Initially, costs were split fifty-fifty between the parents. But over time complex systems have been established to determine the payments that need to be made keeping in mind the income of both parents and the number of children.
There are unique rules to deal with children who are no longer minors, and have special or extraordinary needs or expenses, and when a child or the children spend close to equal time with, and maintain residence in the homes of, both parents.
If the parties cannot decide upon a support amount and payment frequency, child support is set by the court and will be calculated based on the California State Guidelines and on any data that the parties may present. The State Guidelines are designed to be fair and equitable to the parents and more importantly, be in the best interest of the children.

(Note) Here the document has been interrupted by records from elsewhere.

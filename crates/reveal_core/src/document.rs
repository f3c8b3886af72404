//! Structural element tree
//!
//! A minimal document model: elements carry a tag, a class list, and
//! layout bounds in document space. Query results come back in document
//! order (pre-order traversal from the root list).

use slotmap::{new_key_type, Key, SlotMap};
use smallvec::SmallVec;

use crate::error::{CoreError, Result};
use crate::geometry::Rect;
use crate::selector::Selector;

new_key_type! {
    pub struct ElementId;
}

impl ElementId {
    /// Convert to a raw u64 representation
    pub fn to_raw(self) -> u64 {
        self.data().as_ffi()
    }

    /// Create from a raw u64 representation produced by `to_raw()`
    pub fn from_raw(raw: u64) -> Self {
        Self::from(slotmap::KeyData::from_ffi(raw))
    }
}

/// Ordered set of class names on an element
#[derive(Clone, Debug, Default, PartialEq, Eq)]
pub struct ClassList {
    classes: SmallVec<[String; 4]>,
}

impl ClassList {
    /// Add a class. Returns `false` if it was already present.
    pub fn add(&mut self, class: &str) -> bool {
        if self.contains(class) {
            return false;
        }
        self.classes.push(class.to_string());
        true
    }

    /// Remove a class. Returns `false` if it was not present.
    pub fn remove(&mut self, class: &str) -> bool {
        match self.classes.iter().position(|c| c == class) {
            Some(index) => {
                self.classes.remove(index);
                true
            }
            None => false,
        }
    }

    pub fn contains(&self, class: &str) -> bool {
        self.classes.iter().any(|c| c == class)
    }

    pub fn iter(&self) -> impl Iterator<Item = &str> {
        self.classes.iter().map(String::as_str)
    }

    pub fn len(&self) -> usize {
        self.classes.len()
    }

    pub fn is_empty(&self) -> bool {
        self.classes.is_empty()
    }
}

impl<'a> FromIterator<&'a str> for ClassList {
    fn from_iter<I: IntoIterator<Item = &'a str>>(iter: I) -> Self {
        let mut list = ClassList::default();
        for class in iter {
            list.add(class);
        }
        list
    }
}

#[derive(Debug)]
struct ElementData {
    tag: String,
    classes: ClassList,
    bounds: Rect,
    parent: Option<ElementId>,
    children: Vec<ElementId>,
    attached: bool,
}

/// Element tree with class lists and layout bounds
#[derive(Debug, Default)]
pub struct Document {
    elements: SlotMap<ElementId, ElementData>,
    roots: Vec<ElementId>,
}

impl Document {
    pub fn new() -> Self {
        Self::default()
    }

    /// Create a detached element
    pub fn create_element(&mut self, tag: impl Into<String>) -> ElementId {
        self.elements.insert(ElementData {
            tag: tag.into(),
            classes: ClassList::default(),
            bounds: Rect::ZERO,
            parent: None,
            children: Vec::new(),
            attached: false,
        })
    }

    /// Append a detached element at the top level of the document
    pub fn append_to_root(&mut self, child: ElementId) -> Result<()> {
        self.detach(child)?;
        self.roots.push(child);
        self.set_attached(child, true);
        Ok(())
    }

    /// Append `child` as the last child of `parent`
    ///
    /// A child that already has a parent is moved.
    pub fn append_child(&mut self, parent: ElementId, child: ElementId) -> Result<()> {
        if !self.elements.contains_key(parent) {
            return Err(CoreError::UnknownElement);
        }
        if parent == child || self.ancestors(parent).contains(&child) {
            return Err(CoreError::HierarchyCycle);
        }

        self.detach(child)?;
        let attached = self.elements[parent].attached;
        self.elements[parent].children.push(child);
        self.elements[child].parent = Some(parent);
        self.set_attached(child, attached);
        Ok(())
    }

    /// Detach an element (and its subtree) from the document
    ///
    /// The element keeps its ids, classes, and children so it can be
    /// re-attached later; it no longer appears in query results.
    pub fn remove(&mut self, id: ElementId) -> Result<()> {
        self.detach(id)
    }

    pub fn contains(&self, id: ElementId) -> bool {
        self.elements.contains_key(id)
    }

    /// Whether the element is reachable from the document roots
    pub fn is_attached(&self, id: ElementId) -> bool {
        self.elements.get(id).is_some_and(|el| el.attached)
    }

    pub fn tag(&self, id: ElementId) -> Option<&str> {
        self.elements.get(id).map(|el| el.tag.as_str())
    }

    pub fn parent(&self, id: ElementId) -> Option<ElementId> {
        self.elements.get(id)?.parent
    }

    pub fn children(&self, id: ElementId) -> &[ElementId] {
        self.elements
            .get(id)
            .map(|el| el.children.as_slice())
            .unwrap_or(&[])
    }

    /// All ancestors of an element (from immediate parent to root)
    pub fn ancestors(&self, id: ElementId) -> Vec<ElementId> {
        let mut result = Vec::new();
        let mut current = id;

        while let Some(parent) = self.parent(current) {
            result.push(parent);
            current = parent;
        }

        result
    }

    pub fn bounds(&self, id: ElementId) -> Option<Rect> {
        self.elements.get(id).map(|el| el.bounds)
    }

    pub fn set_bounds(&mut self, id: ElementId, bounds: Rect) -> Result<()> {
        let el = self
            .elements
            .get_mut(id)
            .ok_or(CoreError::UnknownElement)?;
        el.bounds = bounds;
        Ok(())
    }

    pub fn class_list(&self, id: ElementId) -> Option<&ClassList> {
        self.elements.get(id).map(|el| &el.classes)
    }

    pub fn class_list_mut(&mut self, id: ElementId) -> Option<&mut ClassList> {
        self.elements.get_mut(id).map(|el| &mut el.classes)
    }

    /// All attached elements matching `selector`, in document order
    pub fn query_selector_all(&self, selector: &Selector) -> Vec<ElementId> {
        let mut matches = Vec::new();
        let mut stack: Vec<ElementId> = self.roots.iter().rev().copied().collect();

        while let Some(id) = stack.pop() {
            let Some(el) = self.elements.get(id) else {
                continue;
            };
            if selector.matches(&el.classes) {
                matches.push(id);
            }
            stack.extend(el.children.iter().rev().copied());
        }

        matches
    }

    /// Number of elements ever created and not dropped
    pub fn len(&self) -> usize {
        self.elements.len()
    }

    pub fn is_empty(&self) -> bool {
        self.elements.is_empty()
    }

    fn detach(&mut self, id: ElementId) -> Result<()> {
        let parent = self
            .elements
            .get(id)
            .ok_or(CoreError::UnknownElement)?
            .parent;

        match parent {
            Some(parent) => {
                if let Some(p) = self.elements.get_mut(parent) {
                    p.children.retain(|&c| c != id);
                }
                self.elements[id].parent = None;
            }
            None => self.roots.retain(|&r| r != id),
        }

        self.set_attached(id, false);
        Ok(())
    }

    fn set_attached(&mut self, id: ElementId, attached: bool) {
        let mut stack = vec![id];
        while let Some(current) = stack.pop() {
            if let Some(el) = self.elements.get_mut(current) {
                el.attached = attached;
                stack.extend(el.children.iter().copied());
            }
        }
    }
}

#[cfg(test)]
mod tests {
    use super::*;

    fn element(doc: &mut Document, classes: &[&str]) -> ElementId {
        let id = doc.create_element("div");
        for class in classes {
            doc.class_list_mut(id).unwrap().add(class);
        }
        id
    }

    #[test]
    fn test_class_list_add_is_idempotent() {
        let mut list = ClassList::default();
        assert!(list.add("animated"));
        assert!(!list.add("animated"));
        assert_eq!(list.len(), 1);
        assert!(list.remove("animated"));
        assert!(!list.remove("animated"));
        assert!(list.is_empty());
    }

    #[test]
    fn test_query_returns_document_order() {
        let mut doc = Document::new();
        let section = element(&mut doc, &["reveal"]);
        let first = element(&mut doc, &["reveal"]);
        let plain = element(&mut doc, &[]);
        let nested = element(&mut doc, &["reveal"]);
        let footer = element(&mut doc, &["reveal"]);

        doc.append_to_root(section).unwrap();
        doc.append_child(section, first).unwrap();
        doc.append_child(section, plain).unwrap();
        doc.append_child(plain, nested).unwrap();
        doc.append_to_root(footer).unwrap();

        let selector = Selector::class("reveal");
        assert_eq!(
            doc.query_selector_all(&selector),
            vec![section, first, nested, footer]
        );
    }

    #[test]
    fn test_detached_elements_are_not_matched() {
        let mut doc = Document::new();
        let parent = element(&mut doc, &[]);
        let child = element(&mut doc, &["reveal"]);
        doc.append_child(parent, child).unwrap();

        let selector = Selector::class("reveal");
        assert!(doc.query_selector_all(&selector).is_empty());

        doc.append_to_root(parent).unwrap();
        assert!(doc.is_attached(child));
        assert_eq!(doc.query_selector_all(&selector), vec![child]);

        doc.remove(parent).unwrap();
        assert!(!doc.is_attached(child));
        assert!(doc.query_selector_all(&selector).is_empty());
    }

    #[test]
    fn test_append_rejects_cycles() {
        let mut doc = Document::new();
        let outer = element(&mut doc, &[]);
        let inner = element(&mut doc, &[]);
        doc.append_child(outer, inner).unwrap();

        assert_eq!(doc.append_child(inner, outer), Err(CoreError::HierarchyCycle));
        assert_eq!(doc.append_child(outer, outer), Err(CoreError::HierarchyCycle));
        assert_eq!(doc.ancestors(inner), vec![outer]);
    }

    #[test]
    fn test_raw_id_round_trip() {
        let mut doc = Document::new();
        let id = doc.create_element("section");
        assert_eq!(ElementId::from_raw(id.to_raw()), id);
        assert_eq!(doc.tag(id), Some("section"));
    }
}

California law allows either party to apply for a change in child support payments. The law requires that before a support change will be considered by the court, a material change in the status of the parties or the children must have occurred. This can include a change in the financial status of either party (for better or worse) or a change in the needs of the children such as education costs or an illness.
In California, any couple who cannot agree on custody or a visitation schedule is obligated to participate in and complete a counseling program prior to their disagreement being taken up by the court.
Judges that are forced to make custody and visitation decisions will base their rulings on evidence provided by the spouses and by professionals, such as psychologists, family service representatives or doctors. The judge will also take into account any history of child abuse, drug or alcohol addictions and any protective orders that may have been issued to help determine what is in the best interest of the child. However, the courts in California tend to grant joint custody, where the parents share in the day to day care and in making decisions regarding upbringing.
Based on the above factors, most spouses come to an agreement regarding custody and visitation schedule for their children rather than depend upon a judge to decree what is best. This is an area where professional legal assistance is a must. As a family law attorney I offer an initial free consultation, where you can get you questions answered.
Child support as an issue is so important that the right to child support and the responsibilities of parents to provide such support has been internationally recognized. In fact, during the 1992 UN Convention on the Rights of the Child, a binding convention was signed by every member of the UN declaring that “the upbringing and development of children and a standard of living adequate for the children’s development is a common responsibility of both parents and a fundamental human right for children”. The convention further asserted that the primary responsibility to provide such for the children rests with their parents.